* [Provided records]:

[Start of Attachment]

/// Subscription handlers - users following channels
use crate::error::Result;
use crate::middleware::UserId;
use crate::models::ToggleOutcome;
use crate::response::ApiResponse;
use crate::services::SubscriptionService;
use crate::validation::parse_id;
use actix_web::{web, HttpResponse};
use sqlx::PgPool;

/// POST /api/v1/subscriptions/c/{channelId}
#[utoipa::path(
    post,
    path = "/api/v1/subscriptions/c/{channelId}",
    tag = "subscriptions",
    params(
        ("channelId" = String, Path, description = "Channel (user) id")
    ),
    responses(
        (status = 201, description = "Subscribed"),
        (status = 200, description = "Unsubscribed"),
        (status = 404, description = "Channel not found"),
        (status = 401, description = "Missing or invalid bearer token")
    ),
    security(("bearer_auth" = []))
)]
pub async fn toggle_subscription(
    pool: web::Data<PgPool>,
    path: web::Path<String>,
    user_id: UserId,
) -> Result<HttpResponse> {
    let channel_id = parse_id(&path, "channel")?;

    let outcome = SubscriptionService::new(pool.get_ref().clone())
        .toggle(user_id.0, channel_id)
        .await?;

    Ok(match outcome {
        ToggleOutcome::Created(subscription) => {
            ApiResponse::created(subscription, "Subscribed successfully")
        }
        ToggleOutcome::Removed => ApiResponse::ok(None::<()>, "Unsubscribed successfully"),
    })
}

/// GET /api/v1/subscriptions/c/{channelId}
#[utoipa::path(
    get,
    path = "/api/v1/subscriptions/c/{channelId}",
    tag = "subscriptions",
    params(
        ("channelId" = String, Path, description = "Channel (user) id")
    ),
    responses(
        (status = 200, description = "Subscribers of the channel"),
        (status = 401, description = "Missing or invalid bearer token")
    ),
    security(("bearer_auth" = []))
)]
pub async fn get_channel_subscribers(
    pool: web::Data<PgPool>,
    path: web::Path<String>,
) -> Result<HttpResponse> {
    let channel_id = parse_id(&path, "channel")?;

    let subscribers = SubscriptionService::new(pool.get_ref().clone())
        .channel_subscribers(channel_id)
        .await?;

    Ok(ApiResponse::ok(subscribers, "Subscribers fetched successfully"))
}

/// GET /api/v1/subscriptions/u/{subscriberId}
#[utoipa::path(
    get,
    path = "/api/v1/subscriptions/u/{subscriberId}",
    tag = "subscriptions",
    params(
        ("subscriberId" = String, Path, description = "Subscriber (user) id")
    ),
    responses(
        (status = 200, description = "Channels the user follows"),
        (status = 401, description = "Missing or invalid bearer token")
    ),
    security(("bearer_auth" = []))
)]
pub async fn get_subscribed_channels(
    pool: web::Data<PgPool>,
    path: web::Path<String>,
) -> Result<HttpResponse> {
    let subscriber_id = parse_id(&path, "subscriber")?;

    let channels = SubscriptionService::new(pool.get_ref().clone())
        .subscribed_channels(subscriber_id)
        .await?;

    Ok(ApiResponse::ok(channels, "Subscribed channels fetched successfully"))
}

[End of Attachment]

* [How to complete this task]:
The full data must appear again, retyped in every detail.

* [Result for this exercise]:
/// Subscription handlers - users following channels
use crate::error::Result;
use crate::middleware::UserId;
use crate::models::ToggleOutcome;
use crate::response::ApiResponse;
use crate::services::SubscriptionService;
use crate::validation::parse_id;
use actix_web::{web, HttpResponse};
use sqlx::PgPool;

/// POST /api/v1/subscriptions/c/{channelId}
#[utoipa::path(
    post,
    path = "/api/v1/subscriptions/c/{channelId}",
    tag = "subscriptions",
    params(
        ("channelId" = String, Path, description = "Channel (user) id")
    ),
    responses(
        (status = 201, description = "Subscribed"),
        (status = 200, description = "Unsubscribed"),
        (status = 404, description = "Channel not found"),
        (status = 401, description = "Missing or invalid bearer token")
    ),
    security(("bearer_auth" = []))
)]
pub async fn toggle_subscription(
    pool: web::Data<PgPool>,
    path: web::Path<String>,
    user_id: UserId,
) -> Result<HttpResponse> {
    let channel_id = parse_id(&path, "channel")?;

    let outcome = SubscriptionService::new(pool.get_ref().clone())
        .toggle(user_id.0, channel_id)
        .await?;

    Ok(match outcome {
        ToggleOutcome::Created(subscription) => {
            ApiResponse::created(subscription, "Subscribed successfully")
        }
        ToggleOutcome::Removed => ApiResponse::ok(None::<()>, "Unsubscribed successfully"),
    })
}

/// GET /api/v1/subscriptions/c/{channelId}
#[utoipa::path(
    get,
    path = "/api/v1/subscriptions/c/{channelId}",
    tag = "subscriptions",
    params(
        ("channelId" = String, Path, description = "Channel (user) id")
    ),
    responses(
        (status = 200, description = "Subscribers of the channel"),
        (status = 401, description = "Missing or invalid bearer token")
    ),
    security(("bearer_auth" = []))
)]
pub async fn get_channel_subscribers(
    pool: web::Data<PgPool>,
    path: web::Path<String>,
) -> Result<HttpResponse> {
    let channel_id = parse_id(&path, "channel")?;

    let subscribers = SubscriptionService::new(pool.get_ref().clone())
        .channel_subscribers(channel_id)
        .await?;

    Ok(ApiResponse::ok(subscribers, "Subscribers fetched successfully"))
}

/// GET /api/v1/subscriptions/u/{subscriberId}
#[utoipa::path(
    get,
    path = "/api/v1/subscriptions/u/{subscriberId}",
    tag = "subscriptions",
    params(
        ("subscriberId" = String, Path, description = "Subscriber (user) id")
    ),
    responses(
        (status = 200, description = "Channels the user follows"),
        (status = 401, description = "Missing or invalid bearer token")
    ),
    security(("bearer_auth" = []))
)]
pub async fn get_subscribed_channels(
    pool: web::Data<PgPool>,
    path: web::Path<String>,
) -> Result<HttpResponse> {
    let subscriber_id = parse_id(&path, "subscriber")?;

    let channels = SubscriptionService::new(pool.get_ref().clone())
        .subscribed_channels(subscriber_id)
        .await?;

    Ok(ApiResponse::ok(channels, "Subscribed channels fetched successfully"))
}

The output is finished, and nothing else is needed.